Which brings us to: How many of us are capable of standing on a bare stage and recounting our most intimate moments to a live audience? This immediately re-focuses our perspective: Out of the 333 million people in America, how many could perform such a show? This realization makes Musical Comedy Whore a very rare experience. When you see the show, realize—whether or not it makes you squirm—that you are in the presence of unflinching honesty from a brave and fearless writer-performer.

The cozy, year-old LGBT and gay-friendly Desert Rose Playhouse is located in the Commissary, on Highway 111 in Rancho Mirage. The natural acoustics are so marvelous that Pevsner performs without amplification; what a relief it is to be spared the ear-splitting volume and annoying feedback so common nowadays.

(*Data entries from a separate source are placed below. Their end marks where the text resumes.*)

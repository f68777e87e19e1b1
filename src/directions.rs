//! Directions response assembly.
//!
//! Builds the route -> leg -> step structure a navigation SDK expects
//! from a directions API call. Each leg runs three passes over its
//! points: maneuver detection, voice placement and step assembly.

use geo_types::Coord;
use serde::Serialize;

use crate::config::{AdminRegion, RouteOptions};
use crate::geodesy::{bearing, distance};
use crate::gpx::{self, Point};
use crate::maneuver::{detect_maneuvers, ManeuverEvent, Modifier};
use crate::segment::split_legs;
use crate::simplify::simplify;
use crate::voice::{place_voice_instructions, VoicePlacement};
use crate::{Error, Result};

/// Constant travel speed used to derive durations, in m/s.
pub const ASSUMED_SPEED_MPS: f64 = 10.0;

/// Polyline precision expected by the navigation SDK.
pub const POLYLINE_PRECISION: u32 = 6;

/// Trigger distance of every voice announcement.
const VOICE_DISTANCE_ALONG_GEOMETRY: u32 = 30;

/// Top-level directions API response.
#[derive(Debug, Clone, Serialize)]
pub struct DirectionsResponse {
    pub routes: Vec<DirectionsRoute>,
    pub waypoints: Vec<ResponseWaypoint>,
    pub code: &'static str,
    pub uuid: String,
}

#[derive(Debug, Clone, Serialize)]
pub struct DirectionsRoute {
    pub weight_name: &'static str,
    pub weight: f64,
    pub duration: f64,
    pub distance: f64,
    pub legs: Vec<RouteLeg>,
    pub geometry: String,
    #[serde(rename = "voiceLocale")]
    pub voice_locale: &'static str,
}

#[derive(Debug, Clone, Serialize)]
pub struct RouteLeg {
    pub via_waypoints: Vec<[f64; 2]>,
    pub admins: Vec<AdminRegion>,
    pub weight: f64,
    pub duration: f64,
    pub steps: Vec<RouteStep>,
    pub distance: f64,
    pub summary: String,
}

#[derive(Debug, Clone, Serialize)]
pub struct RouteStep {
    #[serde(rename = "bannerInstructions")]
    pub banner_instructions: Vec<BannerInstruction>,
    #[serde(rename = "voiceInstructions")]
    pub voice_instructions: Vec<VoiceInstruction>,
    pub intersections: Vec<Intersection>,
    pub maneuver: StepManeuver,
    pub name: String,
    pub duration: f64,
    pub distance: f64,
    pub driving_side: &'static str,
    pub weight: f64,
    pub mode: &'static str,
    pub geometry: String,
}

#[derive(Debug, Clone, Serialize)]
pub struct StepManeuver {
    #[serde(rename = "type")]
    pub kind: &'static str,
    pub instruction: &'static str,
    pub modifier: Modifier,
    pub bearing_after: f64,
    pub bearing_before: f64,
    pub location: [f64; 2],
}

#[derive(Debug, Clone, Serialize)]
pub struct BannerInstruction {
    pub primary: BannerText,
    #[serde(rename = "distanceAlongGeometry")]
    pub distance_along_geometry: u32,
}

#[derive(Debug, Clone, Serialize)]
pub struct BannerText {
    pub components: Vec<BannerComponent>,
    #[serde(rename = "type")]
    pub kind: &'static str,
    pub modifier: Modifier,
    pub text: &'static str,
}

#[derive(Debug, Clone, Serialize)]
pub struct BannerComponent {
    #[serde(rename = "type")]
    pub kind: &'static str,
    pub text: &'static str,
}

#[derive(Debug, Clone, Serialize)]
pub struct VoiceInstruction {
    #[serde(rename = "ssmlAnnouncement")]
    pub ssml_announcement: String,
    pub announcement: &'static str,
    #[serde(rename = "distanceAlongGeometry")]
    pub distance_along_geometry: u32,
    pub location: [f64; 2],
    pub safe_distance_used: f64,
    pub target_maneuver_step: usize,
}

#[derive(Debug, Clone, Serialize)]
pub struct Intersection {
    pub entry: Vec<bool>,
    pub bearings: Vec<u32>,
    pub duration: f64,
    pub mapbox_streets_v8: StreetClass,
    pub is_urban: bool,
    pub admin_index: usize,
    pub out: usize,
    pub weight: f64,
    pub geometry_index: usize,
    pub location: [f64; 2],
}

#[derive(Debug, Clone, Serialize)]
pub struct StreetClass {
    pub class: &'static str,
}

#[derive(Debug, Clone, Serialize)]
pub struct ResponseWaypoint {
    pub distance: f64,
    pub name: String,
    pub location: [f64; 2],
}

impl DirectionsResponse {
    pub fn to_json(&self, pretty: bool) -> Result<String> {
        let json = if pretty {
            serde_json::to_string_pretty(self)?
        } else {
            serde_json::to_string(self)?
        };
        Ok(json)
    }
}

/// Encode points as a polyline string at [`POLYLINE_PRECISION`].
pub fn encode_geometry(points: &[Point]) -> Result<String> {
    let coords = points.iter().map(|p| Coord { x: p.lon, y: p.lat });
    polyline::encode_coordinates(coords, POLYLINE_PRECISION)
        .map_err(|e| Error::Polyline(e.to_string()))
}

/// Banner trigger distance for a segment of the given length.
fn banner_distance_along_geometry(segment_m: f64) -> u32 {
    if segment_m < 60.0 { 30 } else { 50 }
}

fn ssml(announcement: &str) -> String {
    format!(
        "<speak><amazon:effect name=\"drc\"><prosody rate=\"1.08\">{announcement}</prosody></amazon:effect></speak>"
    )
}

fn voice_instruction(placement: &VoicePlacement, maneuver: &ManeuverEvent) -> VoiceInstruction {
    VoiceInstruction {
        ssml_announcement: ssml(maneuver.instruction),
        announcement: maneuver.instruction,
        distance_along_geometry: VOICE_DISTANCE_ALONG_GEOMETRY,
        location: placement.location.lon_lat(),
        safe_distance_used: placement.safe_distance,
        target_maneuver_step: maneuver.step_index,
    }
}

/// Assemble one step per segment of `points`.
pub fn assemble_steps(
    points: &[Point],
    maneuvers: &[ManeuverEvent],
    placements: &[VoicePlacement],
) -> Result<Vec<RouteStep>> {
    let mut steps = Vec::with_capacity(points.len().saturating_sub(1));
    let mut bearing_before = 0.0;

    for (i, segment) in points.windows(2).enumerate() {
        let (start, end) = (&segment[0], &segment[1]);
        let bearing_after = bearing(start, end);
        let length = distance(start, end);
        let duration = length / ASSUMED_SPEED_MPS;
        let weight = duration;

        let instruction = maneuvers
            .iter()
            .find(|m| m.step_index == i)
            .map_or("", |m| m.instruction);
        let modifier = Modifier::from_instruction(instruction);

        let voice_instructions = placements
            .iter()
            .filter(|p| p.target_step_index == i)
            .map(|p| voice_instruction(p, &maneuvers[p.maneuver_index]))
            .collect();

        steps.push(RouteStep {
            banner_instructions: vec![BannerInstruction {
                primary: BannerText {
                    components: vec![BannerComponent { kind: "text", text: instruction }],
                    kind: "turn",
                    modifier,
                    text: instruction,
                },
                distance_along_geometry: banner_distance_along_geometry(length),
            }],
            voice_instructions,
            intersections: vec![Intersection {
                entry: vec![true],
                bearings: vec![bearing_after.round() as u32 % 360],
                duration,
                mapbox_streets_v8: StreetClass { class: "street" },
                is_urban: false,
                admin_index: 0,
                out: 0,
                weight,
                geometry_index: 0,
                location: start.lon_lat(),
            }],
            maneuver: StepManeuver {
                kind: "turn",
                instruction,
                modifier,
                bearing_after,
                bearing_before,
                location: start.lon_lat(),
            },
            name: String::new(),
            duration,
            distance: length,
            driving_side: "right",
            weight,
            mode: "driving",
            geometry: encode_geometry(segment)?,
        });

        bearing_before = bearing_after;
    }

    Ok(steps)
}

/// Build one leg: detect maneuvers, place announcements, assemble steps.
///
/// A leg with fewer than 2 points has no segments and comes back with an
/// empty step list.
pub fn build_leg(points: &[Point], options: &RouteOptions) -> Result<RouteLeg> {
    if points.len() < 2 {
        log::warn!("leg has {} point(s), emitting it without steps", points.len());
    }

    let maneuvers = detect_maneuvers(points, options.locale.phrases());
    let placements = place_voice_instructions(&maneuvers, points, options.voice_instruction_distance);
    let steps = assemble_steps(points, &maneuvers, &placements)?;

    log::debug!(
        "leg: {} steps, {} maneuvers, {} voice instructions",
        steps.len(),
        maneuvers.len(),
        placements.len()
    );

    Ok(RouteLeg {
        via_waypoints: Vec::new(),
        admins: vec![options.admin.clone()],
        weight: steps.iter().map(|s| s.weight).sum(),
        duration: steps.iter().map(|s| s.duration).sum(),
        distance: steps.iter().map(|s| s.distance).sum(),
        steps,
        summary: String::new(),
    })
}

/// Convert a raw track into a directions response.
///
/// The track is simplified, split into legs and every leg is assembled
/// independently. Consecutive legs do not share their boundary point.
pub fn build_response(track: &[Point], options: &RouteOptions) -> Result<DirectionsResponse> {
    options.validate()?;
    assemble_response(track, options)
}

fn assemble_response(track: &[Point], options: &RouteOptions) -> Result<DirectionsResponse> {
    let points = simplify(track, options.simplify_tolerance_m);
    if points.len() < 2 {
        return Err(Error::Input(format!(
            "route needs at least 2 points after simplification, got {}",
            points.len()
        )));
    }

    let legs = split_legs(&points, &options.leg_percentages)?
        .iter()
        .map(|leg| build_leg(leg, options))
        .collect::<Result<Vec<_>>>()?;

    let route = DirectionsRoute {
        weight_name: "auto",
        weight: legs.iter().map(|l| l.weight).sum(),
        duration: legs.iter().map(|l| l.duration).sum(),
        distance: legs.iter().map(|l| l.distance).sum(),
        legs,
        geometry: encode_geometry(&points)?,
        voice_locale: options.locale.voice_locale(),
    };

    log::info!(
        "route: {} points, {} legs, {:.0} m, {:.0} s",
        points.len(),
        route.legs.len(),
        route.distance,
        route.duration
    );

    let waypoints = points
        .iter()
        .map(|p| ResponseWaypoint {
            distance: 0.0,
            name: String::new(),
            location: p.lon_lat(),
        })
        .collect();

    Ok(DirectionsResponse {
        routes: vec![route],
        waypoints,
        code: "Ok",
        uuid: String::new(),
    })
}

/// Parse GPX bytes and convert their first track (or route).
pub fn gpx_to_directions(data: &[u8], options: &RouteOptions) -> Result<DirectionsResponse> {
    options.validate()?;

    let gpx_data = gpx::parse_bytes(data)?;
    let track = gpx_data.source_points()?;
    log::info!("converting {} GPX points", track.len());

    assemble_response(track, options)
}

I only wish that the charming managing director, Paul Taylor, could somehow rake the seating so that visibility everywhere is equal. Getting stuck behind a couple of large heads can compromise one’s appreciation. However, the theater’s energy is beautiful, warm and satisfying, and the chairs are comfortable.

You’ll probably leave the show with many mixed feelings … but could you do what you just watched Pevsner do?

Musical Comedy Whore is performed at 8 p.m., Friday and Saturday; and 2 p.m., Sunday, through Sunday, June 16, at the Desert Rose Playhouse, at The Commissary, 69620 Highway 111, in Rancho Mirage. Tickets are $25, and the show runs 90 minutes without an intermission. For tickets or more info, call 760-202-3000, or visit www.desertroseplayhouse.org.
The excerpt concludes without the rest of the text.